◆ WHAT THE TASK ASKS
Hunt through the entries for the word "Second" and copy each line in which it appears.

........

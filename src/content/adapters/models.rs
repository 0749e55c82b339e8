//! Diesel row models for content queries.
//!
//! Every model mirrors the select list of one query in
//! [`queries`](super::postgres::queries). Nullable columns stay `Option` here
//! and nowhere else: conversion coalesces them before entities are built.

use chrono::{DateTime, Utc};
use diesel::prelude::*;
use diesel::sql_types::{BigInt, Bool, Integer, Nullable, Text, Timestamptz};

/// Broadcast metadata joined with customer and language settings.
#[derive(Debug, Clone, Default, PartialEq, Eq, QueryableByName)]
#[diesel(check_for_backend(diesel::pg::Pg))]
pub struct BroadcastRow {
    /// Internal broadcast identifier.
    #[diesel(sql_type = BigInt)]
    pub id: i64,
    /// Headline.
    #[diesel(sql_type = Text)]
    pub subject: String,
    /// Introductory description.
    #[diesel(sql_type = Nullable<Text>)]
    pub description: Option<String>,
    /// Broadcast-specific start override.
    #[diesel(sql_type = Nullable<Timestamptz>)]
    pub start_time: Option<DateTime<Utc>>,
    /// Planned start.
    #[diesel(sql_type = Nullable<Timestamptz>)]
    pub scheduled_start: Option<DateTime<Utc>>,
    /// Broadcast-specific end override.
    #[diesel(sql_type = Nullable<Timestamptz>)]
    pub end_time: Option<DateTime<Utc>>,
    /// Planned end.
    #[diesel(sql_type = Nullable<Timestamptz>)]
    pub scheduled_end: Option<DateTime<Utc>>,
    /// Short language code.
    #[diesel(sql_type = Nullable<Text>)]
    pub language_code: Option<String>,
    /// Header carousel flag.
    #[diesel(sql_type = Bool)]
    pub enable_carousel: bool,
    /// Auto-collapse flag.
    #[diesel(sql_type = Bool)]
    pub auto_collapse: bool,
    /// Default feed order.
    #[diesel(sql_type = Nullable<Text>)]
    pub default_order: Option<String>,
    /// Soft-delete timestamp.
    #[diesel(sql_type = Nullable<Timestamptz>)]
    pub deleted_at: Option<DateTime<Utc>>,
    /// Description visibility flag.
    #[diesel(sql_type = Bool)]
    pub show_description: bool,
    /// Scoreboard panel flag.
    #[diesel(sql_type = Bool)]
    pub has_sports_panel: bool,
    /// Autoscroll flag.
    #[diesel(sql_type = Bool)]
    pub autoscroll: bool,
    /// Comments flag.
    #[diesel(sql_type = Bool)]
    pub has_comments: bool,
    /// Platform-user comments flag.
    #[diesel(sql_type = Bool)]
    pub allow_ifr_comments: bool,
    /// Guest comments flag.
    #[diesel(sql_type = Bool)]
    pub allow_anon_comments: bool,
    /// Guest email requirement.
    #[diesel(sql_type = Bool)]
    pub anon_comment_require_email: bool,
    /// Guest terms requirement.
    #[diesel(sql_type = Bool)]
    pub anon_comment_accept_terms: bool,
    /// User terms version.
    #[diesel(sql_type = Nullable<Text>)]
    pub user_terms_version: Option<String>,
    /// Owning customer.
    #[diesel(sql_type = BigInt)]
    pub customer_id: i64,
    /// Auto-archive flag.
    #[diesel(sql_type = Bool)]
    pub auto_archive: bool,
    /// Customer short name.
    #[diesel(sql_type = Nullable<Text>)]
    pub customer_shortname: Option<String>,
    /// Archival policy in days.
    #[diesel(sql_type = Nullable<Integer>)]
    pub archive_after_days: Option<i32>,
    /// Embed script snippet.
    #[diesel(sql_type = Nullable<Text>)]
    pub embed_js: Option<String>,
    /// Embed markup snippet.
    #[diesel(sql_type = Nullable<Text>)]
    pub embed_html: Option<String>,
    /// Expanded mode flag.
    #[diesel(sql_type = Bool)]
    pub expanded_mode: bool,
    /// Posts shown before paging.
    #[diesel(sql_type = Nullable<Integer>)]
    pub posts_to_show: Option<i32>,
    /// Syndication flag.
    #[diesel(sql_type = Bool)]
    pub syndicate: bool,
}

/// Info text joined with its author.
#[derive(Debug, Clone, Default, PartialEq, Eq, QueryableByName)]
#[diesel(check_for_backend(diesel::pg::Pg))]
pub struct InfoTextRow {
    /// Announcement body.
    #[diesel(sql_type = Text)]
    pub text: String,
    /// Creation timestamp.
    #[diesel(sql_type = Nullable<Timestamptz>)]
    pub created_at: Option<DateTime<Utc>>,
    /// Last edit timestamp.
    #[diesel(sql_type = Nullable<Timestamptz>)]
    pub updated_at: Option<DateTime<Utc>>,
    /// Client-visible identifier.
    #[diesel(sql_type = Text)]
    pub guid: String,
    /// Author identifier.
    #[diesel(sql_type = BigInt)]
    pub user_id: i64,
    /// Author given name.
    #[diesel(sql_type = Nullable<Text>)]
    pub first_name: Option<String>,
    /// Author family name.
    #[diesel(sql_type = Nullable<Text>)]
    pub last_name: Option<String>,
    /// Author picture.
    #[diesel(sql_type = Nullable<Text>)]
    pub profile_pic: Option<String>,
    /// Author profile slug.
    #[diesel(sql_type = Nullable<Text>)]
    pub slug: Option<String>,
}

/// Scoreboard snapshot.
#[derive(Debug, Clone, Default, PartialEq, Eq, QueryableByName)]
#[diesel(check_for_backend(diesel::pg::Pg))]
pub struct SportResultRow {
    /// First competitor name.
    #[diesel(sql_type = Nullable<Text>)]
    pub team_one_name: Option<String>,
    /// Second competitor name.
    #[diesel(sql_type = Nullable<Text>)]
    pub team_two_name: Option<String>,
    /// First competitor logo.
    #[diesel(sql_type = Nullable<Text>)]
    pub team_one_logo: Option<String>,
    /// Second competitor logo.
    #[diesel(sql_type = Nullable<Text>)]
    pub team_two_logo: Option<String>,
    /// First competitor score.
    #[diesel(sql_type = Nullable<Integer>)]
    pub team_one_result: Option<i32>,
    /// Second competitor score.
    #[diesel(sql_type = Nullable<Integer>)]
    pub team_two_result: Option<i32>,
    /// Owning article.
    #[diesel(sql_type = Text)]
    pub article_id: String,
    /// Client-visible identifier.
    #[diesel(sql_type = Text)]
    pub guid: String,
    /// Creation timestamp.
    #[diesel(sql_type = Nullable<Timestamptz>)]
    pub created_at: Option<DateTime<Utc>>,
}

/// Header item rank.
#[derive(Debug, Clone, Default, PartialEq, Eq, QueryableByName)]
#[diesel(check_for_backend(diesel::pg::Pg))]
pub struct HeaderSortOrderRow {
    /// Ranked item identifier.
    #[diesel(sql_type = Text)]
    pub guid: String,
    /// Display rank.
    #[diesel(sql_type = Integer)]
    pub sortorder: i32,
}

/// Published comment joined with report membership and the three author
/// identity sources.
#[derive(Debug, Clone, Default, PartialEq, Eq, QueryableByName)]
#[diesel(check_for_backend(diesel::pg::Pg))]
pub struct CommentRow {
    /// Internal comment identifier.
    #[diesel(sql_type = BigInt)]
    pub id: i64,
    /// Owning article.
    #[diesel(sql_type = Text)]
    pub article_id: String,
    /// Client-visible identifier.
    #[diesel(sql_type = Text)]
    pub comment_guid: String,
    /// Grouping report, absent for ungrouped comments.
    #[diesel(sql_type = Nullable<Text>)]
    pub report_guid: Option<String>,
    /// Internal broadcast identifier.
    #[diesel(sql_type = BigInt)]
    pub broadcast_id: i64,
    /// Comment body.
    #[diesel(sql_type = Text)]
    pub text: String,
    /// Moderation status.
    #[diesel(sql_type = Text)]
    pub status: String,
    /// Parent comment, absent for top-level comments.
    #[diesel(sql_type = Nullable<Text>)]
    pub parent_comment_guid: Option<String>,
    /// Pinned flag.
    #[diesel(sql_type = Bool)]
    pub is_pinned: bool,
    /// Creation timestamp.
    #[diesel(sql_type = Nullable<Timestamptz>)]
    pub created_at: Option<DateTime<Utc>>,
    /// Last edit timestamp.
    #[diesel(sql_type = Nullable<Timestamptz>)]
    pub updated_at: Option<DateTime<Utc>>,
    /// Time the author wrote the comment.
    #[diesel(sql_type = Nullable<Timestamptz>)]
    pub written_at: Option<DateTime<Utc>>,
    /// Publishing moderator.
    #[diesel(sql_type = Nullable<BigInt>)]
    pub published_by_user_id: Option<i64>,
    /// Platform user identifier.
    #[diesel(sql_type = Nullable<BigInt>)]
    pub ifr_user_id: Option<i64>,
    /// Platform user full name.
    #[diesel(sql_type = Nullable<Text>)]
    pub user_name: Option<String>,
    /// Platform user email.
    #[diesel(sql_type = Nullable<Text>)]
    pub email: Option<String>,
    /// Platform user picture.
    #[diesel(sql_type = Nullable<Text>)]
    pub profile_pic: Option<String>,
    /// Platform user picture rotation.
    #[diesel(sql_type = Nullable<Integer>)]
    pub img_rotation: Option<i32>,
    /// Alias name.
    #[diesel(sql_type = Nullable<Text>)]
    pub alias: Option<String>,
    /// Alias picture.
    #[diesel(sql_type = Nullable<Text>)]
    pub alias_profile_pic: Option<String>,
    /// Alias picture rotation.
    #[diesel(sql_type = Nullable<Integer>)]
    pub alias_img_rotation: Option<i32>,
    /// Guest name.
    #[diesel(sql_type = Nullable<Text>)]
    pub guest_user_name: Option<String>,
    /// Guest email.
    #[diesel(sql_type = Nullable<Text>)]
    pub guest_email: Option<String>,
}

........

◆ WRITTEN SOLUTION
    /// Second competitor name.
    /// Second competitor logo.
    /// Second competitor score.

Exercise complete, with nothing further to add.